When I stopped to think about it, it was surprising how little I knew about my body. Public education felt that it was important for me to know the inner workings of a flower, but not the inner workings of my body. Yes, I learned every single part of a flower from the pistil to the stamen and what it did. Yet, somehow, it wasn’t important to teach me about my reproductive system?
So when my Reproductive Endocrinologist started throwing the parts of my reproductive system around in casual conversation, I realized that it was time to educate myself in all the things that my 6th grade sex ed class failed to do…

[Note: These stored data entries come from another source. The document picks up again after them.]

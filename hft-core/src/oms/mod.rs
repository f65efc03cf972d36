//! OMS: order management and venue dispatch (§4.2).
//!
//! Owns the authoritative order and position state, enforces a per-strategy
//! rate limit before dispatch, and republishes order/fill updates to the
//! rest of the system. The fill channel is never allowed to silently drop —
//! a full channel blocks the fill-ingestion task and raises an alert,
//! because a dropped fill would desynchronise position accounting.

pub mod rate_limiter;
pub mod venue;

use crate::channel::{drop_oldest_channel, DropOldestReceiver, DropOldestSender};
use crate::config::OmsConfig;
use crate::error::{CancelOrderError, NotFound, PlaceOrderError, TransportError, ValidationError};
use crate::feeds::backoff::{BackoffConfig, ExponentialBackoff};
use crate::monitoring::{Alert, AlertSeverity, AlertSink, OmsMetrics};
use crate::types::{Fill, Order, OrderStatus, OrderType, Position, TimeInForce};
use dashmap::DashMap;
use rate_limiter::PerStrategyRateLimiter;
use std::sync::Arc;
use tokio::sync::{mpsc, Mutex as AsyncMutex};
use tracing::{info, warn};
use venue::{ack_to_status, ExecutionVenue, VenueAck};

fn position_key(strategy_id: &str, symbol: &str) -> String {
    format!("{strategy_id}:{symbol}")
}

fn validate_intent(order: &Order) -> Result<(), ValidationError> {
    if order.symbol.is_empty() {
        return Err(ValidationError::EmptySymbol);
    }
    if order.strategy_id.is_empty() {
        return Err(ValidationError::EmptyStrategy);
    }
    if order.qty <= rust_decimal::Decimal::ZERO {
        return Err(ValidationError::NonPositiveQuantity);
    }
    if order.order_type != OrderType::Market && order.price.is_none() {
        return Err(ValidationError::MissingPrice);
    }
    if order.order_type == OrderType::Market && matches!(order.tif, TimeInForce::GTC | TimeInForce::DAY) {
        return Err(ValidationError::IncompatibleTimeInForce);
    }
    Ok(())
}

/// Order management and execution-venue dispatch component.
pub struct Oms {
    config: OmsConfig,
    metrics: Arc<OmsMetrics>,
    alerts: Arc<dyn AlertSink>,
    rate_limiter: PerStrategyRateLimiter,
    orders: DashMap<String, Order>,
    positions: DashMap<String, Position>,
    venue: AsyncMutex<Box<dyn ExecutionVenue>>,
    order_update_tx: DropOldestSender<Order>,
    order_update_rx: AsyncMutex<Option<DropOldestReceiver<Order>>>,
    fill_tx: mpsc::Sender<Fill>,
    fill_rx: AsyncMutex<Option<mpsc::Receiver<Fill>>>,
    tasks: parking_lot::Mutex<Vec<tokio::task::JoinHandle<()>>>,
}

impl Oms {
    pub fn new(
        config: OmsConfig,
        metrics: Arc<OmsMetrics>,
        alerts: Arc<dyn AlertSink>,
        venue: Box<dyn ExecutionVenue>,
    ) -> Arc<Self> {
        let (order_update_tx, order_update_rx) = drop_oldest_channel(config.order_update_channel_capacity);
        let (fill_tx, fill_rx) = mpsc::channel(config.fill_channel_capacity);
        let rate_limiter = PerStrategyRateLimiter::new(config.max_orders_per_second);

        let oms = Arc::new(Self {
            config,
            metrics,
            alerts,
            rate_limiter,
            orders: DashMap::new(),
            positions: DashMap::new(),
            venue: AsyncMutex::new(venue),
            order_update_tx,
            order_update_rx: AsyncMutex::new(Some(order_update_rx)),
            fill_tx,
            fill_rx: AsyncMutex::new(Some(fill_rx)),
            tasks: parking_lot::Mutex::new(Vec::new()),
        });

        let fill_task = oms.clone().spawn_fill_ingestion();
        let sweep_task = oms.clone().spawn_timeout_sweep();
        oms.tasks.lock().extend([fill_task, sweep_task]);
        oms
    }

    /// Aborts the background fill-ingestion and timeout-sweep tasks. Part of
    /// the assembler's cooperative shutdown sequence (§5: Risk, Engine, OMS,
    /// Feeds).
    pub fn shutdown(&self) {
        for task in self.tasks.lock().drain(..) {
            task.abort();
        }
    }

    /// Consumes the order-update receiver. Panics if called more than once —
    /// this channel has exactly one logical consumer (the assembling layer).
    pub async fn order_update_channel(&self) -> DropOldestReceiver<Order> {
        self.order_update_rx
            .lock()
            .await
            .take()
            .expect("order_update_channel already taken")
    }

    /// Consumes the fill receiver. Panics if called more than once, same
    /// reasoning as [`Oms::order_update_channel`].
    pub async fn fill_channel(&self) -> mpsc::Receiver<Fill> {
        self.fill_rx.lock().await.take().expect("fill_channel already taken")
    }

    pub fn get_active_orders(&self, strategy_id: &str) -> Vec<Order> {
        self.orders
            .iter()
            .filter(|entry| entry.strategy_id == strategy_id && entry.is_active())
            .map(|entry| entry.clone())
            .collect()
    }

    pub fn get_all_positions(&self, strategy_id: &str) -> Vec<Position> {
        self.positions
            .iter()
            .filter(|entry| entry.strategy_id == strategy_id)
            .map(|entry| entry.clone())
            .collect()
    }

    /// Validates, rate-limits, assigns ids, and dispatches an order intent
    /// to the venue. Retries venue transport failures with capped backoff
    /// up to `OmsConfig::retry_attempts` before giving up.
    pub async fn place_order(&self, mut order: Order) -> Result<Order, PlaceOrderError> {
        validate_intent(&order).map_err(PlaceOrderError::Validation)?;

        if !self.rate_limiter.allow(&order.strategy_id) {
            self.metrics.orders_rate_limited.inc();
            return Err(PlaceOrderError::RateLimited(crate::error::RateLimited {
                strategy_id: order.strategy_id.clone(),
            }));
        }

        let now = crate::ids::now_ns();
        order.id = crate::ids::generate("ord");
        if order.client_order_id.is_empty() {
            order.client_order_id = crate::ids::generate("cli");
        }
        order.status = OrderStatus::New;
        order.filled_qty = rust_decimal::Decimal::ZERO;
        order.avg_fill_px = None;
        order.created_ts = now;
        order.updated_ts = now;

        let mut backoff = ExponentialBackoff::with_config(BackoffConfig {
            max_retries: Some(self.config.retry_attempts as usize),
            ..BackoffConfig::default_config()
        });

        let ack = loop {
            let result = {
                let mut venue = self.venue.lock().await;
                venue.submit_order(&order).await
            };
            match result {
                Ok(ack) => break ack,
                Err(err) => match backoff.next_delay() {
                    Some(delay) => {
                        warn!(strategy_id = %order.strategy_id, error = %err, "oms: venue submit failed, retrying");
                        tokio::time::sleep(delay).await;
                    }
                    None => {
                        self.metrics.orders_rejected.inc();
                        return Err(PlaceOrderError::Transport(err));
                    }
                },
            }
        };

        order.status = ack_to_status(&ack);
        order.updated_ts = crate::ids::now_ns();

        if order.status == OrderStatus::Rejected {
            self.metrics.orders_rejected.inc();
        } else {
            self.metrics.orders_placed.inc();
        }
        self.metrics
            .orders_by_status
            .with_label_values(&[&order.status.to_string()])
            .inc();

        self.orders.insert(order.id.clone(), order.clone());
        self.publish_order_update(order.clone());
        Ok(order)
    }

    /// Requests cancellation. Idempotent: cancelling an already-terminal
    /// order succeeds without contacting the venue.
    pub async fn cancel_order(&self, order_id: &str) -> Result<(), CancelOrderError> {
        let Some(mut entry) = self.orders.get_mut(order_id) else {
            return Err(CancelOrderError::NotFound(NotFound {
                kind: "order",
                id: order_id.to_string(),
            }));
        };

        if entry.status.is_terminal() {
            return Ok(());
        }

        {
            let mut venue = self.venue.lock().await;
            venue
                .cancel_order(order_id)
                .await
                .map_err(CancelOrderError::Transport)?;
        }

        entry.status = OrderStatus::Cancelled;
        entry.updated_ts = crate::ids::now_ns();
        let updated = entry.clone();
        drop(entry);
        self.publish_order_update(updated);
        Ok(())
    }

    fn publish_order_update(&self, order: Order) {
        self.order_update_tx.send(order);
    }

    fn spawn_fill_ingestion(self: Arc<Self>) -> tokio::task::JoinHandle<()> {
        tokio::spawn(async move {
            loop {
                let result = {
                    let mut venue = self.venue.lock().await;
                    venue.next_fill().await
                };
                match result {
                    Ok(fill) => self.ingest_fill(fill).await,
                    Err(err) => {
                        warn!(error = %err, "oms: fill stream transport error");
                    }
                }
            }
        })
    }

    async fn ingest_fill(&self, fill: Fill) {
        self.metrics.fills_processed.inc();

        if let Some(mut order) = self.orders.get_mut(&fill.order_id) {
            let prior_filled_qty = order.filled_qty;
            let prior_avg_px = order.avg_fill_px.unwrap_or(rust_decimal::Decimal::ZERO);
            order.filled_qty += fill.qty;
            let new_status = if order.remaining_qty() <= rust_decimal::Decimal::ZERO {
                OrderStatus::Filled
            } else {
                OrderStatus::PartiallyFilled
            };
            if order.status.can_transition_to(new_status) {
                order.status = new_status;
            }
            // Running volume-weighted mean across every fill on this order,
            // not just the latest one (§8: "weighted mean of fill prices
            // equals avg_fill_px").
            order.avg_fill_px = Some((prior_avg_px * prior_filled_qty + fill.price * fill.qty) / order.filled_qty);
            order.updated_ts = fill.ts;
            let updated = order.clone();
            drop(order);
            self.publish_order_update(updated);
        } else {
            warn!(order_id = %fill.order_id, "oms: fill for unknown order, dropping");
            return;
        }

        let key = position_key(&fill.strategy_id, &fill.symbol);
        self.positions
            .entry(key)
            .or_insert_with(|| Position::flat(fill.strategy_id.clone(), fill.symbol.clone(), fill.exchange.clone()))
            .apply_fill(&fill);

        self.send_fill(fill).await;
    }

    async fn send_fill(&self, fill: Fill) {
        match self.fill_tx.try_send(fill) {
            Ok(()) => {}
            Err(mpsc::error::TrySendError::Full(fill)) => {
                self.alerts.emit(
                    Alert::new(AlertSeverity::Critical, "fill channel full, blocking fill ingestion")
                        .with_detail("strategy_id", fill.strategy_id.clone())
                        .with_detail("order_id", fill.order_id.clone()),
                );
                if self.fill_tx.send(fill).await.is_err() {
                    warn!("oms: fill channel closed while blocked sending");
                }
            }
            Err(mpsc::error::TrySendError::Closed(_)) => {
                warn!("oms: fill channel closed, dropping fill");
            }
        }
    }

    fn spawn_timeout_sweep(self: Arc<Self>) -> tokio::task::JoinHandle<()> {
        let interval = self.config.order_timeout;
        tokio::spawn(async move {
            let mut ticker = tokio::time::interval(interval.max(std::time::Duration::from_millis(100)));
            loop {
                ticker.tick().await;
                self.expire_stale_orders();
            }
        })
    }

    fn expire_stale_orders(&self) {
        let now = crate::ids::now_ns();
        let timeout_ns = self.config.order_timeout.as_nanos() as u64;
        let mut expired = Vec::new();

        for mut entry in self.orders.iter_mut() {
            if entry.is_active() && now.saturating_sub(entry.created_ts) > timeout_ns {
                entry.status = OrderStatus::Expired;
                entry.updated_ts = now;
                expired.push(entry.clone());
            }
        }

        for order in expired {
            info!(order_id = %order.id, "oms: order expired without acknowledgement");
            self.publish_order_update(order);
        }
    }
}
//! Shared CLI parsing and startup plumbing for the assembling binaries.
//!
//! Each binary here wires one [`hft_core::Assembler`] around a simulated
//! venue and one registered strategy, then runs until Ctrl+C. There is no
//! HTTP/WS surface: per the core's scope, that transport belongs to an
//! outer layer this crate doesn't implement (SPEC §1, §6).

use clap::Parser;
use hft_core::config::HftConfig;
use std::sync::Arc;
use tokio::sync::Notify;

/// Common CLI arguments shared by every assembling binary.
#[derive(Parser, Debug)]
#[command(author, version, about)]
pub struct CommonArgs {
    /// Symbol to trade.
    #[arg(short, long, default_value = "BTCUSDT")]
    pub symbol: String,

    /// Venue name (the simulated venue answers to any name given here).
    #[arg(long, default_value = "simulated")]
    pub venue: String,

    /// Log level.
    #[arg(short, long, default_value = "info")]
    pub log_level: String,

    /// Emit JSON-formatted logs instead of human-readable ones.
    #[arg(long)]
    pub json_logs: bool,
}

impl CommonArgs {
    pub fn hft_config(&self) -> HftConfig {
        HftConfig {
            enabled: true,
            feeds: hft_core::config::FeedsConfig {
                venues: vec![self.venue.clone()],
                ..Default::default()
            },
            ..Default::default()
        }
    }
}

/// Installs a Ctrl+C handler that notifies `shutdown`, mirroring the
/// teacher bins' `ctrlc::set_handler` kill switch, adapted to wake an
/// async waiter instead of flipping an `AtomicBool` polled in a hot loop.
pub fn install_ctrlc_handler() -> Arc<Notify> {
    let shutdown = Arc::new(Notify::new());
    let notify = shutdown.clone();
    ctrlc::set_handler(move || {
        tracing::warn!("received Ctrl+C, initiating graceful shutdown");
        notify.notify_one();
    })
    .expect("failed to install Ctrl+C handler");
    shutdown
}
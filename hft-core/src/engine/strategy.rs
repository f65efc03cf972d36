//! Strategy capability set (§4.3).
//!
//! Modelled as a plain object-safe trait rather than the teacher's
//! const-generic `engine::generic::Strategy`: strategy identity, symbol
//! universe, and limits here are runtime values supplied by an operator at
//! registration time, not compile-time constants, so monomorphization buys
//! nothing and a trait object lets Engine host an arbitrary, dynamically
//! changing set of strategies. The legacy dynamic-dispatch engine the
//! teacher deprecated in favour of the const-generic one is, in that
//! narrow respect, the closer ancestor of this design.

use crate::types::{Fill, Order, OrderBook, Signal, StrategyMetrics, Tick};

/// A trading strategy hosted by [`super::Engine`]. Handlers must not block
/// or perform I/O; any slow work must be offloaded by the implementation
/// (e.g. onto its own background task feeding back through a channel it
/// owns) — Engine dispatches on a shared async runtime and a blocking
/// handler would stall every other strategy's delivery.
pub trait Strategy: Send {
    fn id(&self) -> &str;
    fn name(&self) -> &str;
    fn strategy_type(&self) -> &str;

    /// Symbols this strategy wants ticks/order books for. Engine matches
    /// inbound market data against this set before dispatching.
    fn symbols(&self) -> &[String];

    /// Called on the `Stopped -> Starting -> Running` transition, before
    /// the strategy starts receiving events.
    fn on_start(&mut self) {}

    /// Called on the `Running -> Stopping -> Stopped` transition, after
    /// the strategy stops receiving events.
    fn on_stop(&mut self) {}

    fn on_tick(&mut self, _tick: &Tick) -> Vec<Signal> {
        Vec::new()
    }

    fn on_order_book(&mut self, _book: &OrderBook) -> Vec<Signal> {
        Vec::new()
    }

    fn on_order_update(&mut self, _order: &Order) {}

    fn on_fill(&mut self, _fill: &Fill) {}

    /// Self-reported health, independent of the lifecycle status Engine
    /// tracks externally (e.g. a strategy might report unhealthy if its
    /// offloaded worker thread has died without panicking the handler).
    fn is_healthy(&self) -> bool {
        true
    }

    fn get_metrics(&self) -> StrategyMetrics {
        StrategyMetrics::default()
    }
}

So, here are the female reproductive organs and what they do- broken down. Because, really, we should all know the miracle that is the female body.
The vagina is a part of the female genital tract, a tubular passage that travels from the uterus to the vulva. At the far end, the cervix protrudes into the vagina (which is how you can check the cervical position, a sign of ovulation). The vagina is essential for both sex and for childbirth, as the baby travels through the canal. It also channels the monthly menstrual flow.
The cervix is the bottom section of the uterus. The narrow cervical canal connects the woman’s uterine cavity and the top of the vagina. During ovulation when the cervix is SHOW (Soft, High, Open, Wet) sperm travels through cervical canal in order to travel through the cervix to the egg. The cervix also produces cervical mucus, in which the sperm travels through, and during labor, the cervix flattens and dilates so that the fetus can pass through the vaginal canal.
The uterus is the organ that is connected to both the fallopian tubes and the cervix. It is here that the fetus grows and develops during pregnancy and gestation. The uterus is usually pear-shaped and about 3 inches long. It has three layers called the Endometrium (the lining of the uterine cavity that sheds each month, creating the menstrual flow. When TTC your ObGyn or Reproductive Endocrinologist will often measure the thickness of the cervix lining to see if it is ideal for implantation.), Myometrium, and Perimetrium.
The ovaries are part of the reproductive system. Ovulation usually occurs in one of the two ovaries each month, at random, and that ovary will then release an egg roughly midway through the menstrual cycle, up until menopause. In the case where one ovary was absent or not functioning, the other ovary would continue to produce the egg each month without any changes.
The Fallopian tubes are essential to the reproductive system, in that they are the tubes that allows the passage of the egg from the ovary, once it is released, to the uterus. The Fallopian tubes are lined with cilia, that helps move the egg along. An egg can be fertilized by sperm in the Fallopian tubes, but if the egg tries to attach here, instead of in the uterus, it can result in an ectopic pregnancy, and often times tubal damage can occur.